TORINO Quanto il tema sia caldo, e la decisione non più rinviabile, lo dimostra l'ingorgo istituzionale nella città diventata l'ultima frontiera della Tav. Nicola Zingaretti è segretario del Pd da nemmeno un giorno e il suo primo impegno istituzionale è un colloquio di oltre un'ora con il governatore del Piemonte Sergio Chiamparino, che ha fatto della Torino-Lione una battaglia personale: «I bandi non si interrompano: sarebbe criminale pensare di perdere centinaia di milioni di investimenti e migliaia di posti di lavoro», avverte. Ma ci sono anche il vicepremier Luigi Di Maio, che presentando un fondo per le start up riesce a parlare per mezza giornata di innovazione senza mai pronunciare la parola Tav, insieme alla sindaca Chiara Appendino. Ne approfittano per un confronto, l'alta velocità rischia di spaccare in un sol colpo la giunta Cinquestelle e il governo.
INVESTIMENTI PER IL SUD
Zingaretti lo sa e con la sua trasferta a Torino apre una nuova stagione di opposizione all'esecutivo che «gioca con i programmi come con le figurine: io do una cosa a te e tu la dai a me», sottolinea.

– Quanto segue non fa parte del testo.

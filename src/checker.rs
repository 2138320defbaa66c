//! Self-check pass: walk a mounted volume and report the invariants that
//! hold across the whole MFT, not just one record. No chkdsk-style repair
//! happens here: every finding is a `String` appended to the report and
//! the walk continues past it.

use crate::attribute_record::AttributeBody;
use crate::bitmap::ClusterBitmap;
use crate::cluster_stream::RawClusterStream;
use crate::data_runs::{self, CookedDataRuns, ExtentKey};
use crate::directory::FileNameCollator;
use crate::error::Result;
use crate::index::Index;
use crate::mft::MasterFileTable;
use crate::security::SecurityStore;
use crate::structures::{attr_type, reserved_records, FileRecordReference};
use crate::upcase::UpCaseTable;
use std::collections::HashMap;

#[derive(Debug, Default)]
pub struct CheckReport {
    pub errors: Vec<String>,
    pub warnings: Vec<String>,
}

impl CheckReport {
    pub fn is_clean(&self) -> bool {
        self.errors.is_empty()
    }
}

fn utf16(s: &str) -> Vec<u16> {
    s.encode_utf16().collect()
}

/// Read an attribute's full logical content regardless of residency,
/// truncated to its `data_length`. Non-resident attributes are read
/// through a fresh `RawClusterStream` against `mft`'s own volume handle.
fn read_attribute_content(mft: &mut MasterFileTable, body: &AttributeBody, containing_record: FileRecordReference, attribute_id: u16) -> Result<Vec<u8>> {
    match body {
        AttributeBody::Resident { data, .. } => Ok(data.clone()),
        AttributeBody::NonResident { run_list_bytes, start_vcn, data_length, .. } => {
            let raw = data_runs::decode(run_list_bytes)?;
            let extent = ExtentKey { containing_record, attribute_id };
            let runs = CookedDataRuns::from_raw(&raw, *start_vcn, extent);
            let bpc = mft.bytes_per_cluster();
            let clusters = (*data_length + bpc as u64 - 1) / bpc as u64;
            let mut buf = vec![0u8; (clusters * bpc as u64) as usize];
            RawClusterStream::new(mft.volume_mut(), bpc).read(&runs, 0, clusters, &mut buf)?;
            buf.truncate(*data_length as usize);
            Ok(buf)
        }
    }
}

pub struct Checker;

impl Checker {
    /// Run every universal invariant check against a bootstrapped
    /// `MasterFileTable`. `upcase` drives directory
    /// collation order (invariant 7); `sector_size` is needed to parse
    /// the index and `$Secure` attributes read along the way.
    pub fn check(mft: &mut MasterFileTable, upcase: &UpCaseTable, sector_size: usize) -> Result<CheckReport> {
        let mut report = CheckReport::default();
        let bpc = mft.bytes_per_cluster();
        let total_clusters = mft.volume_mut().len() / bpc as u64;
        let mut computed_bitmap = ClusterBitmap::new_empty(total_clusters);

        // base MFT record number -> (its own hard_link_count, FileName
        // attributes seen across it and every extension record that
        // points back at it). Invariant 5.
        let mut link_counts: HashMap<u64, (u16, u32)> = HashMap::new();

        let record_count = mft.record_count();
        for index in 0..record_count {
            if !mft.is_in_use(index) {
                continue;
            }
            let record = match mft.get(index) {
                Ok(r) => r,
                Err(e) => {
                    report.errors.push(format!("MFT record {index}: {e}"));
                    continue;
                }
            };
            if !record.is_in_use() {
                report.errors.push(format!("MFT record {index}: $Bitmap marks it in use but the record header disagrees"));
                continue;
            }

            let owner = if record.is_base_record() { index } else { record.base_file_record.mft_index() };
            let name_count = record.all_of_type(attr_type::FILE_NAME).count() as u32;
            let slot = link_counts.entry(owner).or_insert((0, 0));
            slot.1 += name_count;
            if record.is_base_record() {
                slot.0 = record.hard_link_count;
            }

            // Invariant 4: no two files' non-sparse runs may cover the
            // same cluster, and the union of every run is what the
            // cluster bitmap should say is allocated.
            for attr in &record.attributes {
                if let AttributeBody::NonResident { run_list_bytes, .. } = &attr.body {
                    let raw = match data_runs::decode(run_list_bytes) {
                        Ok(raw) => raw,
                        Err(e) => {
                            report.errors.push(format!("MFT record {index} attribute {}: {e}", attr.id));
                            continue;
                        }
                    };
                    for run in &raw {
                        let Some(lcn) = run.lcn else { continue };
                        if lcn + run.length > total_clusters {
                            report.errors.push(format!("MFT record {index} attribute {}: run [{lcn}, {}) runs past the volume", attr.id, lcn + run.length));
                            continue;
                        }
                        for cluster in lcn..lcn + run.length {
                            if computed_bitmap.is_allocated(cluster) {
                                report.errors.push(format!("cluster {cluster} is claimed by more than one file (MFT record {index} attribute {})", attr.id));
                            }
                        }
                        computed_bitmap.mark_allocated((lcn, run.length));
                    }
                }
            }

            // Invariant 7: every on-disk directory index is kept in
            // strictly ascending, duplicate-free collation order.
            if record.is_directory() {
                if let Some(index_root) = record.find(attr_type::INDEX_ROOT, &[]) {
                    if let AttributeBody::Resident { data: root_data, .. } = &index_root.body {
                        let allocation = match record.find(attr_type::INDEX_ALLOCATION, &[]) {
                            Some(alloc_attr) => {
                                let bytes = read_attribute_content(mft, &alloc_attr.body, FileRecordReference::new(index, record.sequence_number), alloc_attr.id)?;
                                Some(bytes)
                            }
                            None => None,
                        };
                        match Index::parse(root_data, allocation.as_deref(), sector_size) {
                            Ok(parsed) => {
                                let collator = FileNameCollator { upcase };
                                if let Err(e) = parsed.verify_order(&collator) {
                                    report.errors.push(format!("MFT record {index}'s directory index: {e}"));
                                }
                            }
                            Err(e) => report.errors.push(format!("MFT record {index}'s directory index: {e}")),
                        }
                    }
                }
            }
        }

        for (owner, (hard_link_count, name_count)) in &link_counts {
            if *name_count != *hard_link_count as u32 {
                report.errors.push(format!(
                    "MFT record {owner}: hard-link count {hard_link_count} does not match {name_count} $FILE_NAME attribute(s) across its base and extension records"
                ));
            }
        }

        // Invariant 4 (continued): every cluster a file's non-sparse run
        // claims must also be marked allocated in the volume-wide
        // $Bitmap. This is a subset check, not equality: the formatter
        // reserves a handful of clusters (the backup boot sector, for
        // one) directly in the bitmap without any attribute's run list
        // covering them, so the bitmap legitimately has bits set beyond
        // what the walk above ever sees.
        if mft.is_in_use(reserved_records::BITMAP) {
            match mft.get(reserved_records::BITMAP) {
                Ok(bitmap_record) => match bitmap_record.find(attr_type::DATA, &[]) {
                    Some(data_attr) => {
                        let extent_ref = FileRecordReference::new(reserved_records::BITMAP, bitmap_record.sequence_number);
                        match read_attribute_content(mft, &data_attr.body, extent_ref, data_attr.id) {
                            Ok(on_disk) => {
                                let on_disk_bitmap = ClusterBitmap::from_bytes(on_disk, total_clusters);
                                for cluster in 0..total_clusters {
                                    if computed_bitmap.is_allocated(cluster) && !on_disk_bitmap.is_allocated(cluster) {
                                        report.errors.push(format!("cluster {cluster} is claimed by a file's run list but $Bitmap marks it free"));
                                    }
                                }
                            }
                            Err(e) => report.errors.push(format!("reading $Bitmap's $DATA: {e}")),
                        }
                    }
                    None => report.errors.push("$Bitmap record has no $DATA attribute".to_string()),
                },
                Err(e) => report.errors.push(format!("reading $Bitmap record: {e}")),
            }
        } else {
            report.errors.push("$Bitmap's own MFT record is not marked in use".to_string());
        }

        // Invariant 6: $SDS dual-block redundancy and hash consistency.
        if mft.is_in_use(reserved_records::SECURE) {
            match mft.get(reserved_records::SECURE) {
                Ok(secure_record) => match Self::load_security_store(mft, &secure_record, sector_size) {
                    Ok(store) => match store.verify_dual_block_integrity() {
                        Ok(problems) => report.errors.extend(problems),
                        Err(e) => report.errors.push(format!("$Secure: {e}")),
                    },
                    Err(e) => report.errors.push(format!("$Secure: {e}")),
                },
                Err(e) => report.errors.push(format!("reading $Secure record: {e}")),
            }
        } else {
            report.errors.push("$Secure's own MFT record is not marked in use".to_string());
        }

        Ok(report)
    }

    fn load_security_store(mft: &mut MasterFileTable, secure_record: &crate::file_record::FileRecord, sector_size: usize) -> Result<SecurityStore> {
        let secure_ref = FileRecordReference::new(reserved_records::SECURE, secure_record.sequence_number);
        let sds_name = utf16("$SDS");
        let sdh_name = utf16("$SDH");
        let sii_name = utf16("$SII");

        let sds_attr = secure_record
            .find(attr_type::DATA, &sds_name)
            .ok_or_else(|| crate::error::NtfsError::corrupt("$Secure has no $SDS attribute"))?;
        let sds_bytes = read_attribute_content(mft, &sds_attr.body, secure_ref, sds_attr.id)?;

        let sdh_root_attr = secure_record
            .find(attr_type::INDEX_ROOT, &sdh_name)
            .ok_or_else(|| crate::error::NtfsError::corrupt("$Secure has no $SDH index root"))?;
        let sdh_root = match &sdh_root_attr.body {
            AttributeBody::Resident { data, .. } => data.clone(),
            AttributeBody::NonResident { .. } => return Err(crate::error::NtfsError::corrupt("$SDH index root must be resident")),
        };
        let sdh_allocation = match secure_record.find(attr_type::INDEX_ALLOCATION, &sdh_name) {
            Some(attr) => Some(read_attribute_content(mft, &attr.body, secure_ref, attr.id)?),
            None => None,
        };

        let sii_root_attr = secure_record
            .find(attr_type::INDEX_ROOT, &sii_name)
            .ok_or_else(|| crate::error::NtfsError::corrupt("$Secure has no $SII index root"))?;
        let sii_root = match &sii_root_attr.body {
            AttributeBody::Resident { data, .. } => data.clone(),
            AttributeBody::NonResident { .. } => return Err(crate::error::NtfsError::corrupt("$SII index root must be resident")),
        };
        let sii_allocation = match secure_record.find(attr_type::INDEX_ALLOCATION, &sii_name) {
            Some(attr) => Some(read_attribute_content(mft, &attr.body, secure_ref, attr.id)?),
            None => None,
        };

        SecurityStore::parse(sds_bytes, &sdh_root, sdh_allocation.as_deref(), &sii_root, sii_allocation.as_deref(), sector_size)
    }
}

#[cfg(test)]
mod tests {
    use super::*;
    use crate::boot_sector::BootSector;
    use crate::formatter::{format_volume, FormatOptions};
    use crate::volume::{RandomSource, RawVolume};

    struct FixedRandom(u64);
    impl RandomSource for FixedRandom {
        fn next_u32(&mut self) -> u32 {
            self.0 as u32
        }
        fn next_u64(&mut self) -> u64 {
            self.0
        }
        fn fill_bytes(&mut self, buf: &mut [u8]) {
            buf.fill(0xCD);
        }
    }

    fn formatted_volume() -> Vec<u8> {
        let options = FormatOptions {
            total_sectors: 64 * 1024 * 1024 / 512,
            bytes_per_sector: 512,
            sectors_per_cluster: 8,
            mft_record_size: 1024,
            index_buffer_size: 4096,
            volume_label: "TEST".to_string(),
            volume_serial_number: Some(0xDEAD_BEEF),
            now: 0,
        };
        let total_bytes = options.total_sectors * options.bytes_per_sector as u64;
        let mut volume: Vec<u8> = vec![0u8; total_bytes as usize];
        let mut random = FixedRandom(1);
        format_volume(&mut volume, &options, &mut random).unwrap();
        volume
    }

    #[test]
    fn freshly_formatted_volume_passes_every_check() {
        let mut volume = formatted_volume();
        let mut boot_bytes = [0u8; 512];
        volume.read_at(0, &mut boot_bytes).unwrap();
        let boot = BootSector::parse(&boot_bytes).unwrap();
        let mut mft = MasterFileTable::bootstrap(&mut volume, &boot).unwrap();
        let upcase = UpCaseTable::default_table();

        let report = Checker::check(&mut mft, &upcase, boot.bytes_per_sector as usize).unwrap();
        assert!(report.is_clean(), "unexpected findings: {:?}", report.errors);
    }

    #[test]
    fn a_record_marked_in_use_with_a_stale_hard_link_count_is_reported() {
        let mut volume = formatted_volume();
        let mut boot_bytes = [0u8; 512];
        volume.read_at(0, &mut boot_bytes).unwrap();
        let boot = BootSector::parse(&boot_bytes).unwrap();
        let mut mft = MasterFileTable::bootstrap(&mut volume, &boot).unwrap();

        let mut root_record = mft.get(reserved_records::ROOT).unwrap();
        root_record.hard_link_count = 9;
        mft.write(reserved_records::ROOT, &mut root_record).unwrap();

        let upcase = UpCaseTable::default_table();
        let report = Checker::check(&mut mft, &upcase, boot.bytes_per_sector as usize).unwrap();
        assert!(!report.is_clean());
        assert!(report.errors.iter().any(|e| e.contains("hard-link count")));
    }
}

Una maggioranza che sta insieme «non perché crede in qualcosa, ma per la necessita di gestire il potere, gli stucchi d'oro di Palazzo Chigi evidentemente danno alla testa». Il segretario dem ricorda quando «Salvini stava dentro alla galleria della Tav e l'altro vicepremier diceva che la galleria non esiste. Surreale». Mentre l'Italia «si merita molto di più delle sceneggiate a cui stiamo assistendo sulla Tav, penso a un grande piano di investimento per il Sud, sulle reti idriche, le ferrovie, sulla NapoliBari e sul digitale». L'unità di misura, dice, è sempre l'alta velocità, «simbolo nazionale di come non ci si deve comportare rispetto alle aspettative di futuro di un grande paese come l'Italia». Che dopo «nove mesi di propaganda, parole, confronti, selfie si ritrova di nuovo in ginocchio, la produzione industria è crollata, il fatturato delle aziende fermo e i cantieri bloccati». Motivo per cui Confindustria Torino e Unione industriale sono furibonde con Di Maio, che si è guardato bene dall'invitare i rappresentanti al lancio del Fondo per l'innovazione. «Ho letto che con questa misura il ministero dello Sviluppo si augura di raddoppiare i 50 mila occupati nelle pmi innovative che, per coincidenza, è lo stesso numero di posti di lavoro che perderemmo solo nel nordovest con lo stop della Torino-Lione», commenta il presidente degli industriali Fabio Ravanelli. E Zingaretti punta proprio nella direzione opposta a quella del vicepremier: «Creare lavoro vuol dire investire sulle infrastrutture. Noi avevamo iniziato, forse in modo insufficiente, ma questo governo mette indietro le lancette dell'orologio e scarica il costo su famiglie e giovani». Per nascondere le divergenze politiche, rileva, «ogni settimana se ne sente una e intanto il cantiere è fermo. L'Italia sta pagando il costo dell'incertezza di una maggioranza parlamentare che non è unita. Questo è inaccettabile».
IL DISEGNO DI LEGGE
Il segretario Pd mette nel mirino la Lega di Salvini anticipando «una nuova proposta di tutto il centrosinistra sulle autonomie regionali» - più simile al modello Piemonte che a quello lombardo - ma è il salario minimo orario il primo banco di prova che il M5s prepara per il fresco vincitore delle primarie. A lanciare la sfida è Di Maio, che rivolgendosi al governatore del Lazio auspica ampie convergenze parlamentari sul disegno di legge a prima firma Nunzia Catalfo. «Chi vuole fare gli interessi dei lavoratori non può tirarsi indietro. Il Movimento 5 Stelle è dalla loro parte», scrive il vicepremier rimproverando alla sinistra di non aver mai affrontato la questione quando era al governo. «Il salario minimo è una battaglia di tutti e sul tema mi auguro di vedere un'ampia convergenza parlamentare, a partire proprio da Zingaretti», aggiunge. La risposta del segretario Pd punge: «I processi politici non si fanno con le furbizie», replica a Di Maio. Mentre il suo entourage mette subito in chiaro le regole d'ingaggio: «L'agenda non ce la dà un leader politico in progressiva discesa». Ma a esortare a mantenere le distanze dai grillini, dopo una conferenza sui populismi europei a Cambridge, è l'ex premier Paolo Gentiloni. Si dichiara «entusiasta» del risultato delle primarie, rimarca che il voto per Zingaretti «è stato una spinta di straordinaria speranza, ora il nostro problema è non deluderla». Quindi massimo distacco: «Dobbiamo vincere le elezioni, recuperare ovviamente il nostro elettorato, ma non dobbiamo fare giochini con i Cinquestelle».